Pursuant to the requirements of the Securities Exchange Act of 1934, the registrant has duly caused this report to be signed on its behalf by the undersigned hereunto duly authorized.

Knight-Swift Transportation Holdings Inc.
(Registrant)
Date: May 13, 2026 /s/ Andrew Hess
Andrew Hess
Chief Financial Officer

Document

Exhibit 99

KNIGHT-SWIFT TRANSPORTATION HOLDINGS INC.

ANNOUNCES QUARTERLY CASH DIVIDEND

PHOENIX, ARIZONA — Knight-Swift Transportation Holdings Inc. (NYSE: KNX) (the "Company" or "Knight-Swift") announced today that its board of directors ("the Board") has declared the Company’s quarterly cash dividend of $0.20 per share of common stock. The Company's quarterly dividends are pursuant to a cash dividend policy approved by the Board. The actual declaration of future cash dividends, and the establishment of record and payment dates, is subject to final determination by the Board each quarter after its review of the Company’s financial performance.
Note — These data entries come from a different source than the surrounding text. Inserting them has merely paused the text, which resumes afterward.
//! Patient model
//!
//! A patient record carries the clinical profile, the current measurement
//! snapshot and the append-only measurement history.

use rusqlite::Connection;
use serde::{Deserialize, Serialize};

use crate::calc::{
    complete_snapshot, ActivityLevel, CalcResult, Clock, Goal, IdGenerator, MeasurementInput,
    MeasurementSnapshot, Sex,
};
use crate::db::{store, Collection, DbResult, Document};

#[derive(Debug, Clone, Default, PartialEq, Serialize, Deserialize)]
pub struct MedicalHistory {
    #[serde(default)]
    pub chronic_conditions: Vec<String>,
    #[serde(default)]
    pub allergies: Vec<String>,
    #[serde(default)]
    pub current_medications: Vec<String>,
    #[serde(default)]
    pub past_surgeries: Vec<String>,
    pub family_history: Option<String>,
}

#[derive(Debug, Clone, Default, PartialEq, Serialize, Deserialize)]
pub struct Lifestyle {
    #[serde(default)]
    pub drinks_alcohol: bool,
    pub alcohol_frequency: Option<String>,
    #[serde(default)]
    pub smoker: bool,
    pub cigarettes_per_day: Option<u32>,
    pub sleep_hours: Option<f64>,
    /// 1 (low) to 10 (high)
    pub stress_level: Option<u8>,
}

#[derive(Debug, Clone, Default, PartialEq, Serialize, Deserialize)]
pub struct PatientGoals {
    pub target_weight_kg: Option<f64>,
    pub target_body_fat_percent: Option<f64>,
    pub goal: Option<Goal>,
    pub target_date: Option<String>,
    pub notes: Option<String>,
}

#[derive(Debug, Clone, Default, PartialEq, Serialize, Deserialize)]
pub struct DietaryAssessment {
    pub recall_24h: Option<String>,
    pub intake_frequency: Option<String>,
    #[serde(default)]
    pub preferences: Vec<String>,
    #[serde(default)]
    pub dislikes: Vec<String>,
    #[serde(default)]
    pub restrictions: Vec<String>,
}

/// Editable part of a patient record
#[derive(Debug, Clone, PartialEq, Serialize, Deserialize)]
pub struct PatientProfile {
    pub first_name: String,
    pub last_name: String,
    pub sex: Sex,
    pub age: u32,
    pub activity_level: ActivityLevel,
    pub birth_date: Option<String>,
    pub phone: Option<String>,
    pub email: Option<String>,
    pub occupation: Option<String>,
    #[serde(default)]
    pub medical_history: MedicalHistory,
    #[serde(default)]
    pub lifestyle: Lifestyle,
    #[serde(default)]
    pub goals: PatientGoals,
    #[serde(default)]
    pub dietary_assessment: DietaryAssessment,
}

/// Note taken during a consultation
#[derive(Debug, Clone, PartialEq, Serialize, Deserialize)]
pub struct ConsultationNote {
    pub id: String,
    pub timestamp: String,
    pub note: String,
    pub weight_kg: Option<f64>,
    pub observations: Option<String>,
}

#[derive(Debug, Clone, PartialEq, Serialize, Deserialize)]
pub struct Patient {
    pub id: String,
    #[serde(flatten)]
    pub profile: PatientProfile,
    pub current_measurements: Option<MeasurementSnapshot>,
    /// Oldest first; the last entry equals `current_measurements`
    #[serde(default)]
    pub measurement_history: Vec<MeasurementSnapshot>,
    pub assigned_diet_id: Option<String>,
    pub assigned_routine_id: Option<String>,
    #[serde(default)]
    pub consultation_notes: Vec<ConsultationNote>,
    pub registered_at: String,
    pub last_consultation_at: Option<String>,
}

impl Document for Patient {
    const COLLECTION: Collection = Collection::Patients;

    fn id(&self) -> &str {
        &self.id
    }
}

impl Patient {
    /// A new record with no measurements yet
    pub fn new(id: String, profile: PatientProfile, registered_at: String) -> Self {
        Self {
            id,
            profile,
            current_measurements: None,
            measurement_history: Vec::new(),
            assigned_diet_id: None,
            assigned_routine_id: None,
            consultation_notes: Vec::new(),
            registered_at,
            last_consultation_at: None,
        }
    }

    pub fn full_name(&self) -> String {
        format!("{} {}", self.profile.first_name, self.profile.last_name)
    }

    /// Make a snapshot current and append it to the history
    pub fn record_measurement(&mut self, snapshot: MeasurementSnapshot) {
        self.measurement_history.push(snapshot.clone());
        self.current_measurements = Some(snapshot);
    }

    pub fn current_weight(&self) -> Option<f64> {
        self.current_measurements.as_ref().map(|m| m.weight_kg)
    }

    /// Recompute the current snapshot from its own inputs and the current
    /// profile. The snapshot keeps its id and timestamp, and the history entry
    /// with the same id is replaced too. Returns the previous snapshot.
    pub fn recalculate_current(
        &mut self,
        ids: &dyn IdGenerator,
        clock: &dyn Clock,
    ) -> CalcResult<Option<MeasurementSnapshot>> {
        let Some(previous) = self.current_measurements.clone() else {
            return Ok(None);
        };

        let input = MeasurementInput::from(&previous);
        let updated = complete_snapshot(
            &input,
            self.profile.age,
            self.profile.sex,
            self.profile.activity_level,
            ids,
            clock,
        )?;

        if let Some(entry) = self
            .measurement_history
            .iter_mut()
            .find(|m| m.id == updated.id)
        {
            *entry = updated.clone();
        }
        self.current_measurements = Some(updated);

        Ok(Some(previous))
    }

    pub fn get_by_id(conn: &Connection, id: &str) -> DbResult<Option<Self>> {
        store::get(conn, id)
    }

    pub fn list(conn: &Connection) -> DbResult<Vec<Self>> {
        store::list(conn)
    }

    /// Case-insensitive substring match on first or last name.
    /// A blank query returns every patient.
    pub fn search(conn: &Connection, query: &str) -> DbResult<Vec<Self>> {
        let query = query.trim().to_lowercase();
        let all = Self::list(conn)?;
        if query.is_empty() {
            return Ok(all);
        }

        Ok(all
            .into_iter()
            .filter(|p| {
                p.profile.first_name.to_lowercase().contains(&query)
                    || p.profile.last_name.to_lowercase().contains(&query)
            })
            .collect())
    }

    pub fn save(&self, conn: &Connection) -> DbResult<()> {
        store::put(conn, self)
    }

    pub fn delete(conn: &Connection, id: &str) -> DbResult<bool> {
        store::delete::<Self>(conn, id)
    }
}

#[cfg(test)]
mod tests {
    use super::*;
    use crate::test_support::{migrated_db, FixedClock, SequentialIds};

    fn profile(first: &str, last: &str) -> PatientProfile {
        PatientProfile {
            first_name: first.to_string(),
            last_name: last.to_string(),
            sex: Sex::Female,
            age: 34,
            activity_level: ActivityLevel::Light,
            birth_date: None,
            phone: None,
            email: None,
            occupation: None,
            medical_history: MedicalHistory::default(),
            lifestyle: Lifestyle::default(),
            goals: PatientGoals::default(),
            dietary_assessment: DietaryAssessment::default(),
        }
    }

    #[test]
    fn test_search_first_or_last_name() {
        let db = migrated_db();
        let conn = db.get_conn().unwrap();

        Patient::new("p1".into(), profile("Ana", "Lopez"), "t".into()).save(&conn).unwrap();
        Patient::new("p2".into(), profile("Maria", "Anaya"), "t".into()).save(&conn).unwrap();
        Patient::new("p3".into(), profile("Lucia", "Perez"), "t".into()).save(&conn).unwrap();

        let found = Patient::search(&conn, "ANA").unwrap();
        let ids: Vec<&str> = found.iter().map(|p| p.id.as_str()).collect();
        assert_eq!(ids, vec!["p1", "p2"]);

        assert_eq!(Patient::search(&conn, "  ").unwrap().len(), 3);
        assert!(Patient::search(&conn, "zz").unwrap().is_empty());
    }

    #[test]
    fn test_record_measurement_appends() {
        let ids = SequentialIds::new("m");
        let clock = FixedClock::default();
        let mut patient = Patient::new("p1".into(), profile("Ana", "Lopez"), "t".into());

        for weight in [68.0, 66.5] {
            let input = MeasurementInput {
                weight_kg: Some(weight),
                height_cm: Some(162.0),
                ..Default::default()
            };
            let snap =
                complete_snapshot(&input, 34, Sex::Female, ActivityLevel::Light, &ids, &clock)
                    .unwrap();
            patient.record_measurement(snap);
        }

        assert_eq!(patient.measurement_history.len(), 2);
        assert_eq!(patient.current_weight(), Some(66.5));
        assert_eq!(
            patient.current_measurements.as_ref(),
            patient.measurement_history.last()
        );
    }

    #[test]
    fn test_document_round_trip_is_flat() {
        let db = migrated_db();
        let conn = db.get_conn().unwrap();
        let patient = Patient::new("p1".into(), profile("Ana", "Lopez"), "t".into());
        patient.save(&conn).unwrap();

        let json = serde_json::to_value(&patient).unwrap();
        assert_eq!(json["first_name"], "Ana");
        assert_eq!(json["activity_level"], "light");

        let loaded = Patient::get_by_id(&conn, "p1").unwrap().unwrap();
        assert_eq!(loaded, patient);
        assert_eq!(loaded.full_name(), "Ana Lopez");
    }
    #[test]
    fn test_recalculate_current_keeps_identity() {
        let ids = SequentialIds::new("m");
        let clock = FixedClock::default();
        let mut patient = Patient::new("p1".into(), profile("Ana", "Lopez"), "t".into());
        assert_eq!(patient.recalculate_current(&ids, &clock).unwrap(), None);

        let input = MeasurementInput {
            weight_kg: Some(68.0),
            height_cm: Some(162.0),
            ..Default::default()
        };
        let snap =
            complete_snapshot(&input, 34, Sex::Female, ActivityLevel::Light, &ids, &clock).unwrap();
        patient.record_measurement(snap.clone());

        patient.profile.activity_level = ActivityLevel::Active;
        let previous = patient.recalculate_current(&ids, &clock).unwrap().unwrap();
        assert_eq!(previous, snap);

        let current = patient.current_measurements.clone().unwrap();
        assert_eq!(current.id, snap.id);
        assert_eq!(current.timestamp, snap.timestamp);
        assert!(current.tdee_kcal > snap.tdee_kcal);
        assert_eq!(patient.measurement_history, vec![current]);
    }

    #[test]
    fn test_recalculate_after_sex_correction_rederives_body_fat() {
        let ids = SequentialIds::new("m");
        let clock = FixedClock::default();
        let mut patient = Patient::new("p1".into(), profile("Ana", "Lopez"), "t".into());
        patient.profile.sex = Sex::Male;

        let input = MeasurementInput {
            weight_kg: Some(62.0),
            height_cm: Some(165.0),
            circumferences: crate::calc::Circumferences {
                waist: Some(80.0),
                hip: Some(100.0),
                neck: Some(34.0),
                ..Default::default()
            },
            ..Default::default()
        };
        let snap =
            complete_snapshot(&input, 34, Sex::Male, ActivityLevel::Light, &ids, &clock).unwrap();
        let male_body_fat = snap.body_fat_percent;
        patient.record_measurement(snap);

        patient.profile.sex = Sex::Female;
        patient.recalculate_current(&ids, &clock).unwrap();

        let current = patient.current_measurements.clone().unwrap();
        assert_eq!(current.body_fat_percent, Some(31.4));
        assert_ne!(current.body_fat_percent, male_body_fat);
        assert_eq!(current.lean_mass_kg, Some(42.53));
        assert_eq!(current.entered.body_fat_percent, None);
    }
}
The Company’s dividend is payable to stockholders of record on June 8, 2026, and is expected to be paid on June 22, 2026.

Knight-Swift is one of North America’s largest and most diversified freight transportation companies providing multiple full truckload, less-than-truckload, intermodal, and logistics services. Knight-Swift uses a nationwide network of business units and terminals in the United States and Mexico to serve customers throughout North America. In addition to operating one of the country's largest tractor fleets, Knight-Swift also contracts with third-party equipment providers to provide a broad range of truckload services to our customers while creating quality driving jobs for our driving associates and successful business opportunities for independent contractors.

This press release contains certain statements that may be considered forward-looking statements within the meaning of Section 27A of the Securities Act of 1933, as amended, and Section 21E of the Securities Exchange Act of 1934, as amended, and such statements are subject to the safe harbor created by those sections and the Private Securities Litigation Reform Act of 1995, as amended. All statements, other than statements of historical or current fact, are statements that could be deemed forward-looking statements, including, without limitation, statements relating to our declaration of quarterly dividends. Forward-looking statements are based on the current beliefs, assumptions, and expectations of management and current market conditions. Forward-looking statements are inherently subject to risks and uncertainties, some of which cannot be predicted or quantified, which could cause future events and actual results to differ materially from those set forth in, contemplated by, or underlying the forward-looking statements. There can be no assurance that future dividends will be declared. The declaration and amount of future dividends is subject to approval of the Board and various risks and uncertainties, including, but not limited to: our cash flow and cash needs; compliance with applicable law; restrictions on the payment of dividends under existing or future financing arrangements; changes in tax laws relating to corporate dividends; deterioration in our financial condition or results, and those risks, uncertainties, and other factors identified from time-to-time in our filings with the Securities and Exchange Commission. Readers should review and consider the factors that may affect future results and other disclosures in Part I, Item 1A., Risk Factors, in Knight-Swift’s Annual Report on Form 10-K for the year ended December 31, 2025, and various disclosures in other press releases, stockholder reports, and filings with the Securities and Exchange Commission. We expressly disclaim any obligation or undertaking to release publicly any updates or revisions to any forward-looking statements contained herein.